Progettazione e Architettura

Bim e contemporaneità in Africa con il polo medico progettato da Politecnica a Nairobi

Q.E.T.

Un ospedale dal design tutto italiano nel cuore del Kenya. È stato presentato ieri il nuovo centro sede dell'East African Kidney Institute Centre of Excellence di Nairobi firmato da Politecnica, società di ingegneria con base a Modena. Il nuovo centro ospedaliero costerà circa 16 milioni di euro . L'incarico per la progettazione, conquistato in gara lo scorso dicembre sarà sviluppato interamente in ambiente Bim (Building information modeling) e portato a termine entro il prossimo novembre. Poi serviranno 36 mesi di cantiere.

Con una superficie complessiva di 15.000 mq, il nuovo centro medico di Nairobi si colloca in posizione baricentrica all'interno dell'area metropolitana, in un ampio spazio verde, a ridosso dell'importante nodo stradale di Ngong Road e nelle immediate vicinanze del Kenyatta National Hospital e del Polo Universitario nazionale. Sviluppato su cinque piani , «l'edificio - spiega la società - vuole essere un elemento simbolico che emergerà nel landscape urbano, in virtù del suo carattere contemporaneo, dei suoi volumi iconici e per la volontà di plasmarsi nel contesto con un'estetica dinamica e pulsante, attenta al contesto urbano in cui si colloca, agli aspetti bioclimatici, alle problematiche di approvvigionamento idrico ed ai valori urbani».

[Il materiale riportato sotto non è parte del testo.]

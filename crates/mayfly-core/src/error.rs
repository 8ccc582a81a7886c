use thiserror::Error;

/// Result type for store operations.
pub type Result<T> = std::result::Result<T, StorageError>;

#[derive(Debug, Clone, Error)]
pub enum StorageError {
    #[error("key already exists: {0}")]
    Conflict(String),
    #[error("storage backend unavailable: {0}")]
    Unavailable(String),
    #[error("storage operation timed out: {0}")]
    Timeout(String),
    #[error("storage query failed: {0}")]
    Query(String),
    #[error("stored data is invalid: {0}")]
    InvalidData(String),
    #[error("storage operation failed: {0}")]
    Operation(String),
}

#[derive(Debug, Clone, PartialEq, Eq, Error)]
pub enum CoreError {
    #[error("invalid short code: {0}")]
    InvalidShortCode(String),
}

/// An expiry that cannot be represented as a timestamp.
#[derive(Debug, Clone, PartialEq, Eq, Error)]
#[error("invalid expiry: {0}")]
pub struct InvalidExpiry(pub String);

La struttura ospiterà un dipartimento di dialisi con 45 posti letto, un'area critica da 20 posti letto, un blocco operatorio e un'area di diagnostica per immagini di ultima generazione, oltre a servizi ambulatoriali, di laboratorio e di supporto. A questi spazi si aggiungono due livelli dedicati alla degenza e atti ad ospitare, in camere organizzate con tagli differenti, un totale di 160 pazienti.

Il centro servirà un bacino di utenza di notevole importanza per il continente africano: «Il nuovo centro ospedaliero infatti non si rivolgerà solo alla popolazione keniota, ma anche agli abitanti delle nazioni limitrofe, tra cui Etiopia, Somalia e Tanzania, cui saranno riservati spazi ed aree ospedaliere progettate secondo standard sanitari internazionalmente approvati e riconosciuti».